As time went on, I began to be again conscious of inward desires toward evil — of thoughts that were unholy. I was nonplused. Going to a leading teacher for help, he said, 'These are but temptations. Temptation is not sin. You only sin if you yield to the evil suggestion.' This gave me peace for a time. I found it was the general way of excusing such evident movings of a fallen nature, which was supposed to have been eliminated. But gradually I sank to a lower and lower plane, permitting things I would once have shunned; and I even observed that all about me did the same. The first ecstatic experiences seldom lasted long. The ecstasy departed, and the 'sanctified' were in very little different from their brethren who were supposed to be 'only justified.' We did not commit overt acts of evil: therefore we were sinless. Lust was not sin unless yielded to: so it was easy to go on testifying that all was right.

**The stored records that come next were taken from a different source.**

//! Static organization directory rendered as globe markers.

use bevy::prelude::*;

/// One organization pinned to the globe. Never mutated after load.
#[derive(Debug, Clone, Copy, PartialEq)]
pub struct LocationRecord {
    pub name: &'static str,
    pub city: &'static str,
    pub country: &'static str,
    pub lat: f32,
    pub lon: f32,
    pub leader_name: &'static str,
    pub phone: &'static str,
    pub address: &'static str,
    /// 0..=100, drives the marker bar height.
    pub influence_score: u8,
}

impl LocationRecord {
    #[allow(clippy::too_many_arguments)]
    const fn new(
        name: &'static str,
        city: &'static str,
        country: &'static str,
        lat: f32,
        lon: f32,
        leader_name: &'static str,
        phone: &'static str,
        address: &'static str,
        influence_score: u8,
    ) -> Self {
        Self {
            name,
            city,
            country,
            lat,
            lon,
            leader_name,
            phone,
            address,
            influence_score,
        }
    }

    /// `"City, Country"` line used by the HUD card and directory.
    pub fn place(&self) -> String {
        format!("{}, {}", self.city, self.country)
    }
}

/// Record that fans out connections while the alternate mode is active.
pub const ALTERNATE_HUB: usize = 17;

pub static LOCATIONS: &[LocationRecord] = &[
    LocationRecord::new(
        "Board for Certification of Genealogists",
        "Washington, D.C.",
        "USA",
        38.9072,
        -77.0369,
        "President",
        "+1 202-555-0101",
        "PO Box 14291, Washington, DC",
        45,
    ),
    LocationRecord::new(
        "U.S. Department of Commerce",
        "Washington, D.C.",
        "USA",
        38.8899,
        -77.0260,
        "Sec. Gina Raimondo",
        "+1 202-482-2000",
        "1401 Constitution Ave NW",
        82,
    ),
    LocationRecord::new(
        "Australian Government",
        "Canberra",
        "Australia",
        -35.2809,
        149.1300,
        "PM Anthony Albanese",
        "+61 2 6277 7700",
        "Parliament House, Canberra",
        65,
    ),
    LocationRecord::new(
        "Eureka Network",
        "Brussels",
        "Belgium",
        50.8503,
        4.3517,
        "Head of Secretariat",
        "+32 2 777 09 50",
        "Avenue de Tervueren 2",
        55,
    ),
    LocationRecord::new(
        "European Commission",
        "Brussels",
        "Belgium",
        50.8427,
        4.3826,
        "Ursula von der Leyen",
        "+32 2 299 11 11",
        "Rue de la Loi 200",
        90,
    ),
    LocationRecord::new(
        "Council of the European Union",
        "Brussels",
        "Belgium",
        50.8415,
        4.3813,
        "Charles Michel",
        "+32 2 281 61 11",
        "Rue de la Loi 175",
        78,
    ),
    LocationRecord::new(
        "UNCTAD",
        "Geneva",
        "Switzerland",
        46.2044,
        6.1432,
        "Rebeca Grynspan",
        "+41 22 917 1234",
        "Palais des Nations",
        60,
    ),
    LocationRecord::new(
        "WTO",
        "Geneva",
        "Switzerland",
        46.2230,
        6.1462,
        "Ngozi Okonjo-Iweala",
        "+41 22 739 51 11",
        "Centre William Rappard",
        88,
    ),
    LocationRecord::new(
        "WHO",
        "Geneva",
        "Switzerland",
        46.2305,
        6.1367,
        "Dr. Tedros Adhanom",
        "+41 22 791 21 11",
        "Avenue Appia 20",
        95,
    ),
    LocationRecord::new(
        "Digitale Verwaltung Schweiz",
        "Bern",
        "Switzerland",
        46.9480,
        7.4474,
        "Peppino Giarritta",
        "+41 58 462 00 00",
        "Schwarztorstrasse 59",
        40,
    ),
    LocationRecord::new(
        "UN-Habitat",
        "Nairobi",
        "Kenya",
        -1.2921,
        36.8219,
        "Maimunah Mohd Sharif",
        "+254 20 762 1234",
        "United Nations Avenue",
        50,
    ),
    LocationRecord::new(
        "UNEP",
        "Nairobi",
        "Kenya",
        -1.2396,
        36.8170,
        "Inger Andersen",
        "+254 20 762 1234",
        "United Nations Avenue",
        52,
    ),
    LocationRecord::new(
        "UN Global Compact Germany",
        "Berlin",
        "Germany",
        52.5200,
        13.4050,
        "Marcel Engel",
        "+49 30 726 14 0",
        "Albrechtstraße 10 B",
        48,
    ),
    LocationRecord::new(
        "Deutscher Bundestag",
        "Berlin",
        "Germany",
        52.5186,
        13.3761,
        "Bärbel Bas",
        "+49 30 227 0",
        "Platz der Republik 1",
        75,
    ),
    LocationRecord::new(
        "UNICEF (HQ)",
        "New York City",
        "USA",
        40.7505,
        -73.9734,
        "Catherine Russell",
        "+1 212-326-7000",
        "3 United Nations Plaza",
        85,
    ),
    LocationRecord::new(
        "UN Global Compact",
        "New York City",
        "USA",
        40.7490,
        -73.9680,
        "Sanda Ojiambo",
        "+1 212-907-1301",
        "685 Third Avenue",
        70,
    ),
    LocationRecord::new(
        "Madison Square Garden Ent.",
        "New York City",
        "USA",
        40.7505,
        -73.9934,
        "James L. Dolan",
        "+1 212-465-6000",
        "4 Pennsylvania Plaza",
        62,
    ),
    LocationRecord::new(
        "IBM Corporation",
        "Armonk",
        "USA",
        41.1265,
        -73.7140,
        "Arvind Krishna",
        "+1 914-499-1900",
        "1 New Orchard Road",
        92,
    ),
    LocationRecord::new(
        "UNESCO",
        "Paris",
        "France",
        48.8566,
        2.3522,
        "Audrey Azoulay",
        "+33 1 45 68 10 00",
        "7 Place de Fontenoy",
        80,
    ),
    LocationRecord::new(
        "European Banking Authority",
        "Paris",
        "France",
        48.8926,
        2.2483,
        "José Manuel Campa",
        "+33 1 86 52 70 00",
        "20 Avenue André Prothin",
        68,
    ),
    LocationRecord::new(
        "CTBTO",
        "Vienna",
        "Austria",
        48.2082,
        16.3738,
        "Robert Floyd",
        "+43 1 26030 0",
        "Wagramer Str. 5",
        42,
    ),
    LocationRecord::new(
        "EUIPO",
        "Alicante",
        "Spain",
        38.3452,
        -0.4810,
        "João Negrão",
        "+34 965 13 91 00",
        "Avenida de Europa 4",
        58,
    ),
    LocationRecord::new(
        "FICPI",
        "Basel",
        "Switzerland",
        47.5596,
        7.5886,
        "President",
        "+41 61 271 65 00",
        "Nauenstrasse 73",
        35,
    ),
    LocationRecord::new(
        "Consejo General de la Abogacía",
        "Madrid",
        "Spain",
        40.4168,
        -3.7038,
        "Victoria Ortega",
        "+34 91 532 17 69",
        "Paseo de Recoletos 13",
        46,
    ),
    LocationRecord::new(
        "European Patent Office",
        "Munich",
        "Germany",
        48.1351,
        11.5820,
        "António Campinos",
        "+49 89 2399 0",
        "Bob-van-Benthem-Platz 1",
        72,
    ),
    LocationRecord::new(
        "European Investment Fund",
        "Luxembourg",
        "Luxembourg",
        49.6116,
        6.1319,
        "Marjut Falkstedt",
        "+352 2485 1",
        "37B Avenue J.F. Kennedy",
        66,
    ),
    LocationRecord::new(
        "St. Patrick’s Festival",
        "Dublin",
        "Ireland",
        53.3498,
        -6.2603,
        "Richard Tierney",
        "+353 1 604 0090",
        "Temple Bar",
        30,
    ),
    LocationRecord::new(
        "Basilica of National Shrine",
        "Washington, D.C.",
        "USA",
        38.9331,
        -77.0003,
        "Msgr. Walter Rossi",
        "+1 202-526-8300",
        "400 Michigan Ave NE",
        38,
    ),
    LocationRecord::new(
        "Frontegg",
        "Mountain View",
        "USA",
        37.3861,
        -122.0839,
        "Sagi Rodin",
        "+1 650-555-0123",
        "Mountain View, CA",
        76,
    ),
    LocationRecord::new(
        "Google",
        "Mountain View",
        "USA",
        37.4220,
        -122.0841,
        "Sundar Pichai",
        "+1 650-253-0000",
        "1600 Amphitheatre Pkwy",
        99,
    ),
    LocationRecord::new(
        "Auth0",
        "Bellevue",
        "USA",
        47.6101,
        -122.2015,
        "Eugenio Pace",
        "+1 425-555-0100",
        "10800 NE 8th St",
        84,
    ),
    LocationRecord::new(
        "Arm Ltd",
        "Cambridge",
        "UK",
        52.2053,
        0.1218,
        "Rene Haas",
        "+44 1223 400400",
        "110 Fulbourn Rd",
        86,
    ),
    LocationRecord::new(
        "OpenSSF",
        "San Francisco",
        "USA",
        37.7749,
        -122.4194,
        "Omkhar Arasaratnam",
        "+1 415-723-9709",
        "548 Market St",
        55,
    ),
    LocationRecord::new(
        "Linux Foundation",
        "San Francisco",
        "USA",
        37.7949,
        -122.4000,
        "Jim Zemlin",
        "+1 415-723-9709",
        "548 Market St",
        90,
    ),
    LocationRecord::new(
        "GitHub",
        "San Francisco",
        "USA",
        37.7820,
        -122.3940,
        "Thomas Dohmke",
        "+1 877-448-4820",
        "88 Colin P Kelly Jr St",
        94,
    ),
    LocationRecord::new(
        "AWS",
        "Seattle",
        "USA",
        47.6062,
        -122.3321,
        "Matt Garman",
        "+1 206-266-1000",
        "410 Terry Ave N",
        98,
    ),
    LocationRecord::new(
        "Microsoft",
        "Redmond",
        "USA",
        47.6740,
        -122.1215,
        "Satya Nadella",
        "+1 425-882-8080",
        "One Microsoft Way",
        97,
    ),
    LocationRecord::new(
        "Intel",
        "Santa Clara",
        "USA",
        37.3541,
        -121.9552,
        "Pat Gelsinger",
        "+1 408-765-8080",
        "2200 Mission College Blvd",
        91,
    ),
    LocationRecord::new(
        "NSF",
        "Alexandria",
        "USA",
        38.8048,
        -77.0469,
        "Sethuraman Panchanathan",
        "+1 703-292-5111",
        "2415 Eisenhower Ave",
        70,
    ),
    LocationRecord::new(
        "I-Corps Hub",
        "Princeton",
        "USA",
        40.3573,
        -74.6672,
        "Director",
        "+1 609-258-3000",
        "Princeton University",
        44,
    ),
    LocationRecord::new(
        "FINRA",
        "Washington, D.C.",
        "USA",
        38.9072,
        -77.0369,
        "Robert W. Cook",
        "+1 301-590-6500",
        "1735 K Street",
        64,
    ),
    LocationRecord::new(
        "500 Global",
        "San Francisco",
        "USA",
        37.7749,
        -122.4194,
        "Christine Tsai",
        "+1 415-555-0199",
        "814 Mission St",
        73,
    ),
    LocationRecord::new(
        "OpenAI",
        "San Francisco",
        "USA",
        37.7609,
        -122.4148,
        "Sam Altman",
        "+1 650-555-0100",
        "3180 18th St",
        96,
    ),
    LocationRecord::new(
        "WIPO",
        "Geneva",
        "Switzerland",
        46.2218,
        6.1394,
        "Daren Tang",
        "+41 22 338 91 11",
        "34, chemin des Colombettes",
        62,
    ),
    LocationRecord::new(
        "USPTO",
        "Alexandria",
        "USA",
        38.8048,
        -77.0469,
        "Kathi Vidal",
        "+1 800-786-9199",
        "600 Dulany St",
        81,
    ),
    LocationRecord::new(
        "European Parliament",
        "Strasbourg",
        "France",
        48.5734,
        7.7521,
        "Roberta Metsola",
        "+33 3 88 17 40 01",
        "Allée du Printemps",
        89,
    ),
    LocationRecord::new(
        "Microsoft for Startups",
        "Redmond",
        "USA",
        47.6740,
        -122.1215,
        "VP Startups",
        "+1 425-882-8080",
        "One Microsoft Way",
        77,
    ),
    LocationRecord::new(
        "AWS Activate",
        "Seattle",
        "USA",
        47.6062,
        -122.3321,
        "Global Head",
        "+1 206-266-1000",
        "410 Terry Ave N",
        79,
    ),
];

/// Currently selected record, by index into [`LOCATIONS`].
#[derive(Resource, Debug, Default, Clone, Copy, PartialEq, Eq)]
pub struct Selection(pub Option<usize>);

impl Selection {
    pub fn record(&self) -> Option<&'static LocationRecord> {
        self.0.and_then(|index| LOCATIONS.get(index))
    }

    pub fn is(&self, index: usize) -> bool {
        self.0 == Some(index)
    }
}

#[cfg(test)]
mod tests {
    use super::*;

    #[test]
    fn directory_is_complete() {
        assert_eq!(LOCATIONS.len(), 48);
        assert_eq!(LOCATIONS[ALTERNATE_HUB].name, "IBM Corporation");
    }

    #[test]
    fn records_are_plausible() {
        for record in LOCATIONS {
            assert!((-90.0..=90.0).contains(&record.lat), "{}", record.name);
            assert!((-180.0..=180.0).contains(&record.lon), "{}", record.name);
            assert!(record.influence_score <= 100, "{}", record.name);
        }
    }

    #[test]
    fn selection_resolves_records() {
        assert!(Selection::default().record().is_none());

        let selection = Selection(Some(0));
        assert!(selection.is(0));
        assert_eq!(selection.record().map(|r| r.city), Some("Washington, D.C."));
        assert!(Selection(Some(999)).record().is_none());
    }
}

My thoughts of sin, as well as of holiness, were very unformed and imperfect. Therefore it was easy, generally speaking, to think that I was living without the one, and manifesting the other. When doubts assailed, I treated them as temptations of the devil. If I became unmistakably conscious that I had actually sinned, I persuaded myself that at least it was not willful, but rather a mistake of the mind than an intentional error of the heart. Then I went to God in confession, and prayed to be cleansed from secret faults.

[Owing to a later low state of spiritual experience,] I was tormented with the thought that I had backslidden, and might be lost eternally after all my former happy experiences of the Lord's goodness. Twice I slipped out of the building when all were in bed, and made my way to a lonely spot where I spent the night in prayer, beseeching God not to take His Holy Spirit from me, but to again cleanse me fully from all inbred sin. Each time I 'claimed it by faith,' and was brighter for a few weeks; but I inevitably again fell into doubt and gloom, and was conscious of sinning both in thought and in word, and sometimes in unholy actions, which brought terrible remorse.

Again I spent the night in prayer . . . [and believed) that the work of full inward cleansing was indeed consummated, and that I was now, if never before, actually rid of all carnality.

How readily one yields himself to self-deception in a matter of this kind! From this time on I became a more earnest advocate of the second blessing than ever; and I remember that often I prayed God to give my dear mother the blessing He had given me, and to make her as holy as her son had become. And that pious mother had known Christ before I was born, and knew her own heart too well to talk of sinlessness, though living a devoted, Christ-like life!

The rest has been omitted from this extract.